- Location of Hartwell, Missouri
- Coordinates: 38°25′59″N 93°56′03″W﻿ / ﻿38.43306°N 93.93417°W
- Country: United States
- State: Missouri
- County: Henry

Area
- • Total: 0.47 sq mi (1.23 km^{2})
- • Land: 0.47 sq mi (1.23 km^{2})
- • Water: 0 sq mi (0.00 km^{2})
- Elevation: 758 ft (231 m)

Population (2020)
- • Total: 15
- • Density: 32/sq mi (12.2/km^{2})
- Time zone: UTC-6 (Central (CST))
- • Summer (DST): UTC-5 (CDT)
- ZIP code: 64788
- Area code: 660
- FIPS code: 29-30772
- GNIS feature ID: 2587077

= Hartwell, Missouri =

Census-designated place in Missouri, US

Hartwell is a former village and census-designated place in Henry County, Missouri, United States. The population was 15 at the 2020 census.

==History==
A post office called Hartwell was established in 1887, and remained in operation until 1968. The village was named after a railroad official. Hartwell disincorporated in 1995.

==Geography==

According to the United States Census Bureau, the CDP has a total area of 0.48 sqmi, all land.

==Demographics==

Historical population
| Census | Pop. | Note | %± |
| 2020 | 15 |  | — |
U.S. Decennial Census

===2010 census===
As of the census of 2010, there were 16 people, 4 households, and 4 families living in the CDP. The population density was 33.3 PD/sqmi. There were 5 housing units at an average density of 10.4 /sqmi. The racial makeup of the CDP was 100.0% White.

There were 4 households, of which 50.0% had children under the age of 18 living with them, 75.0% were married couples living together, and 25.0% had a female householder with no husband present. 0.0% of all households were made up of individuals. The average household size was 4.00 and the average family size was 4.00.

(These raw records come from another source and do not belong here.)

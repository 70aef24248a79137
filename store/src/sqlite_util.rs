//! Secure SQLite file creation and schema migrations.

use rusqlite::Connection;
use std::fs::OpenOptions;
use std::path::Path;

use crate::{StoreError, StoreResult};

#[derive(Debug, Clone, Copy)]
struct Migration {
    version: u32,
    sql: &'static str,
}

const MIGRATIONS: &[Migration] = &[Migration {
    version: 1,
    sql: "
        CREATE TABLE users (
            email         TEXT PRIMARY KEY NOT NULL,
            password_hash TEXT NOT NULL,
            created_at    TEXT NOT NULL
        );
        CREATE TABLE tasks (
            owner        TEXT NOT NULL REFERENCES users(email) ON DELETE CASCADE,
            id           TEXT NOT NULL,
            text         TEXT NOT NULL,
            is_completed INTEGER NOT NULL DEFAULT 0,
            date         TEXT NOT NULL,
            created_at   TEXT NOT NULL,
            PRIMARY KEY (owner, id)
        );
        CREATE INDEX idx_tasks_owner_date ON tasks(owner, date);
        CREATE TABLE habits (
            owner           TEXT NOT NULL REFERENCES users(email) ON DELETE CASCADE,
            id              TEXT NOT NULL,
            name            TEXT NOT NULL,
            completed_dates TEXT NOT NULL DEFAULT '[]',
            PRIMARY KEY (owner, id)
        );
    ",
}];

#[must_use]
pub fn latest_version() -> u32 {
    MIGRATIONS.last().map_or(0, |migration| migration.version)
}

/// Apply pending migrations in one transaction, mirroring the applied
/// version into `PRAGMA user_version`.
pub(crate) fn apply_migrations(conn: &mut Connection) -> StoreResult<()> {
    let current = conn.query_row("PRAGMA user_version;", [], |row| row.get::<_, u32>(0))?;
    let latest = latest_version();

    if current > latest {
        return Err(StoreError::UnsupportedSchemaVersion {
            db_version: current,
            latest_supported: latest,
        });
    }
    if current == latest {
        return Ok(());
    }

    let tx = conn.transaction()?;
    for migration in MIGRATIONS.iter().filter(|m| m.version > current) {
        tx.execute_batch(migration.sql)?;
        tx.execute_batch(&format!("PRAGMA user_version = {};", migration.version))?;
    }
    tx.commit()?;
    tracing::info!(from = current, to = latest, "Applied schema migrations");
    Ok(())
}

/// Open a SQLite database at `path`, creating the parent directory
/// (owner-only on Unix) and the file (0o600 on Unix) if needed.
pub(crate) fn open_secure_db(path: &Path) -> StoreResult<Connection> {
    if let Some(parent) = path.parent()
        && !parent.as_os_str().is_empty()
    {
        ensure_secure_dir(parent)?;
    }
    ensure_secure_db_file(path)?;
    Ok(Connection::open(path)?)
}

fn io_error(path: &Path, source: std::io::Error) -> StoreError {
    StoreError::Io {
        path: path.to_path_buf(),
        source,
    }
}

fn ensure_secure_dir(path: &Path) -> StoreResult<()> {
    std::fs::create_dir_all(path).map_err(|e| io_error(path, e))?;
    #[cfg(unix)]
    {
        use std::os::unix::fs::{MetadataExt, PermissionsExt};
        let metadata = std::fs::metadata(path).map_err(|e| io_error(path, e))?;

        let our_uid = unsafe { libc::getuid() };
        if metadata.uid() != our_uid {
            return Ok(());
        }

        let mode = metadata.permissions().mode() & 0o777;
        if mode & 0o077 != 0 {
            std::fs::set_permissions(path, std::fs::Permissions::from_mode(0o700))
                .map_err(|e| io_error(path, e))?;
        }
    }
    Ok(())
}

fn ensure_secure_db_file(path: &Path) -> StoreResult<()> {
    if !path.exists() {
        let mut options = OpenOptions::new();
        options.create(true).truncate(false).read(true).write(true);
        #[cfg(unix)]
        {
            use std::os::unix::fs::OpenOptionsExt;
            options.mode(0o600);
        }
        options.open(path).map_err(|e| io_error(path, e))?;
    }
    #[cfg(unix)]
    {
        use std::os::unix::fs::PermissionsExt;
        std::fs::set_permissions(path, std::fs::Permissions::from_mode(0o600))
            .map_err(|e| io_error(path, e))?;
    }
    Ok(())
}

#[cfg(test)]
mod tests {
    use super::*;

    #[test]
    fn migrations_are_idempotent() {
        let mut conn = Connection::open_in_memory().unwrap();
        apply_migrations(&mut conn).unwrap();
        apply_migrations(&mut conn).unwrap();
        let version: u32 = conn
            .query_row("PRAGMA user_version;", [], |row| row.get(0))
            .unwrap();
        assert_eq!(version, latest_version());
    }

    #[test]
    fn newer_schema_is_rejected() {
        let mut conn = Connection::open_in_memory().unwrap();
        conn.execute_batch("PRAGMA user_version = 99;").unwrap();
        let err = apply_migrations(&mut conn).unwrap_err();
        assert!(matches!(
            err,
            StoreError::UnsupportedSchemaVersion { db_version: 99, .. }
        ));
    }

    #[cfg(unix)]
    #[test]
    fn database_file_is_owner_only() {
        use std::os::unix::fs::PermissionsExt;
        let dir = tempfile::tempdir().unwrap();
        let path = dir.path().join("nested").join("focus.db");
        let _conn = open_secure_db(&path).unwrap();
        let mode = std::fs::metadata(&path).unwrap().permissions().mode() & 0o777;
        assert_eq!(mode, 0o600);
    }
}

The median age in the CDP was 34 years. 25% of residents were under the age of 18; 18.8% were between the ages of 18 and 24; 12.6% were from 25 to 44; 37.6% were from 45 to 64; and 6.3% were 65 years of age or older. The gender makeup of the CDP was 50.0% male and 50.0% female.

===2000 census===
As of the census of 2000, there were 16 people, 5 households, and 3 families living in the village. The population density was 33.6 PD/sqmi. There were 5 housing units at an average density of 10.5 /sqmi. The racial makeup of the village was 93.75% White, 6.25% from other races. Hispanic or Latino of any race were 6.25% of the population.

There were 5 households, out of which 60.0% had children under the age of 18 living with them, 60.0% were married couples living together, and 40.0% were non-families. 40.0% of all households were made up of individuals, and 20.0% had someone living alone who was 65 years of age or older. The average household size was 3.20 and the average family size was 4.67.

In the village, the population was spread out, with 50.0% under the age of 18, 6.3% from 18 to 24, 31.3% from 25 to 44, 6.3% from 45 to 64, and 6.3% who were 65 years of age or older. The median age was 18 years. For every 100 females, there were 100.0 males. For every 100 females age 18 and over, there were 100.0 males.

The median income for a household in the village was $9,375, and the median income for a family was $30,417. Males had a median income of $21,250 versus $8,750 for females. The per capita income for the village was $4,216. There are 40.0% of families living below the poverty line and 44.0% of the population, including 40.0% of those under 18 and none of those over 64.